**Data to use**
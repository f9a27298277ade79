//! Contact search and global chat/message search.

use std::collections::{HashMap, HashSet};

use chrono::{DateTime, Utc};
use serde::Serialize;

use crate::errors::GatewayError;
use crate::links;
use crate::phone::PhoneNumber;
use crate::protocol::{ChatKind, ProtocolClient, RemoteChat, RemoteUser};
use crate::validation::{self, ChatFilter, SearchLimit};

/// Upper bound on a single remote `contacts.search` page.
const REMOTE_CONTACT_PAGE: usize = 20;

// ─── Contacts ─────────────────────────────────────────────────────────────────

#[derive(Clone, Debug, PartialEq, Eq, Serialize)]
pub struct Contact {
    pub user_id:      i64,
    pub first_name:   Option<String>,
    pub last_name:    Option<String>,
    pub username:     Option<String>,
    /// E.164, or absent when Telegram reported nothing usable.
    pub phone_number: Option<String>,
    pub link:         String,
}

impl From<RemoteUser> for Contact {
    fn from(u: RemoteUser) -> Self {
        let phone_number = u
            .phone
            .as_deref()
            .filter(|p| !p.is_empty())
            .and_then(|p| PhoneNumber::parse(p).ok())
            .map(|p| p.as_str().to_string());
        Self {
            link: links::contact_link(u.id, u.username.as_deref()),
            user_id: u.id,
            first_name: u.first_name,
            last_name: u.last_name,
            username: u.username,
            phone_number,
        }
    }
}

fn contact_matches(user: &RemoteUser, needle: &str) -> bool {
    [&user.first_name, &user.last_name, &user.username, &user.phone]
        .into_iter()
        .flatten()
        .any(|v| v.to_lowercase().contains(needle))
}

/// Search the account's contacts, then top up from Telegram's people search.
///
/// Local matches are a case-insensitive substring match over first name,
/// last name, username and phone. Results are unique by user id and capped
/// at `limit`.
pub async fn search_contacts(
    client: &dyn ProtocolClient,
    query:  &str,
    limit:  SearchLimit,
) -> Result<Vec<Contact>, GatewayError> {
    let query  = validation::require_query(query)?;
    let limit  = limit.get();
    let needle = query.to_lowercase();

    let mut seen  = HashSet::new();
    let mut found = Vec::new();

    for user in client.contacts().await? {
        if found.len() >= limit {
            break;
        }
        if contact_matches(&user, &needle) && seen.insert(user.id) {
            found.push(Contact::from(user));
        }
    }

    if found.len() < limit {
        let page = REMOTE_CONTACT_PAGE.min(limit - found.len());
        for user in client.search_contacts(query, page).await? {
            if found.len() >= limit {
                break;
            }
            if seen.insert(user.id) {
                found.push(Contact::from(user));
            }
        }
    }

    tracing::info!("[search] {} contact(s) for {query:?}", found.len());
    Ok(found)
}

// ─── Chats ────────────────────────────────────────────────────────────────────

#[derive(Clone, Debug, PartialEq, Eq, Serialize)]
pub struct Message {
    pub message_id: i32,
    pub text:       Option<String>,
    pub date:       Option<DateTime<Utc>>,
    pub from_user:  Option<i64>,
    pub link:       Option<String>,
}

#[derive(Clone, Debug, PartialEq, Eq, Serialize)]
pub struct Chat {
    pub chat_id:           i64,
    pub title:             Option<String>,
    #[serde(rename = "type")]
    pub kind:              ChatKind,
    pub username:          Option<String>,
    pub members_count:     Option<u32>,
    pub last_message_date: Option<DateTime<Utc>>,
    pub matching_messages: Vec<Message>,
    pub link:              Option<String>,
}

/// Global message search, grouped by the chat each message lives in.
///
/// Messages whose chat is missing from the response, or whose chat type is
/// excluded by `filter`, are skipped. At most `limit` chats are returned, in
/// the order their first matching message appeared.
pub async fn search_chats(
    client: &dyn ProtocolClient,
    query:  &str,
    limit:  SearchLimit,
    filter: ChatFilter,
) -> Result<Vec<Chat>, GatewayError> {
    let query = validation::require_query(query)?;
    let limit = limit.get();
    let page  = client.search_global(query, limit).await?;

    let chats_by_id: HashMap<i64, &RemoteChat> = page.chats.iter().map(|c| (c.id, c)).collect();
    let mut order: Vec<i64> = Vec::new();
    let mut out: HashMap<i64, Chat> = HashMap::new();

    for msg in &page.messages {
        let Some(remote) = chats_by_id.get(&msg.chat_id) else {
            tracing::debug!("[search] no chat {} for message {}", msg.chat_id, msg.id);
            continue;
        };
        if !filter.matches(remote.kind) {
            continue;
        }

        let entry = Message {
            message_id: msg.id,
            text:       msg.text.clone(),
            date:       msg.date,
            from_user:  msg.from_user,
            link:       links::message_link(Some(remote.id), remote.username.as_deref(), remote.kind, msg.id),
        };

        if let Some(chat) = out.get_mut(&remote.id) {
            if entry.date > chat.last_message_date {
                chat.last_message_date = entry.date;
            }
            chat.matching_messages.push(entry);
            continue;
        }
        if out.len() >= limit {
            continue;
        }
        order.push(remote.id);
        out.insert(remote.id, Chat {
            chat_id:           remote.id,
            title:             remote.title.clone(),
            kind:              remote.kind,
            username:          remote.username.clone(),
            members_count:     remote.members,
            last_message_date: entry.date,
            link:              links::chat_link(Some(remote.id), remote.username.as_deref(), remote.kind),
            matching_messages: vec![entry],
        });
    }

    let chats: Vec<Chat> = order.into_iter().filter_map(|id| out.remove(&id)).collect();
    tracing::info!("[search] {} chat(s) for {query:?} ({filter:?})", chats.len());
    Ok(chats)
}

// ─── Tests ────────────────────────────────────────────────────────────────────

**What the task requires**
From the start of the data to the line that holds "Local matches are", retype each line exactly, with both ends included.

**Finished task**
repository f9a27298277ade79
//! Contact search and global chat/message search.

use std::collections::{HashMap, HashSet};

use chrono::{DateTime, Utc};
use serde::Serialize;

use crate::errors::GatewayError;
use crate::links;
use crate::phone::PhoneNumber;
use crate::protocol::{ChatKind, ProtocolClient, RemoteChat, RemoteUser};
use crate::validation::{self, ChatFilter, SearchLimit};

/// Upper bound on a single remote `contacts.search` page.
const REMOTE_CONTACT_PAGE: usize = 20;

// ─── Contacts ─────────────────────────────────────────────────────────────────

#[derive(Clone, Debug, PartialEq, Eq, Serialize)]
pub struct Contact {
    pub user_id:      i64,
    pub first_name:   Option<String>,
    pub last_name:    Option<String>,
    pub username:     Option<String>,
    /// E.164, or absent when Telegram reported nothing usable.
    pub phone_number: Option<String>,
    pub link:         String,
}

impl From<RemoteUser> for Contact {
    fn from(u: RemoteUser) -> Self {
        let phone_number = u
            .phone
            .as_deref()
            .filter(|p| !p.is_empty())
            .and_then(|p| PhoneNumber::parse(p).ok())
            .map(|p| p.as_str().to_string());
        Self {
            link: links::contact_link(u.id, u.username.as_deref()),
            user_id: u.id,
            first_name: u.first_name,
            last_name: u.last_name,
            username: u.username,
            phone_number,
        }
    }
}

fn contact_matches(user: &RemoteUser, needle: &str) -> bool {
    [&user.first_name, &user.last_name, &user.username, &user.phone]
        .into_iter()
        .flatten()
        .any(|v| v.to_lowercase().contains(needle))
}

/// Search the account's contacts, then top up from Telegram's people search.
///
/// Local matches are a case-insensitive substring match over first name,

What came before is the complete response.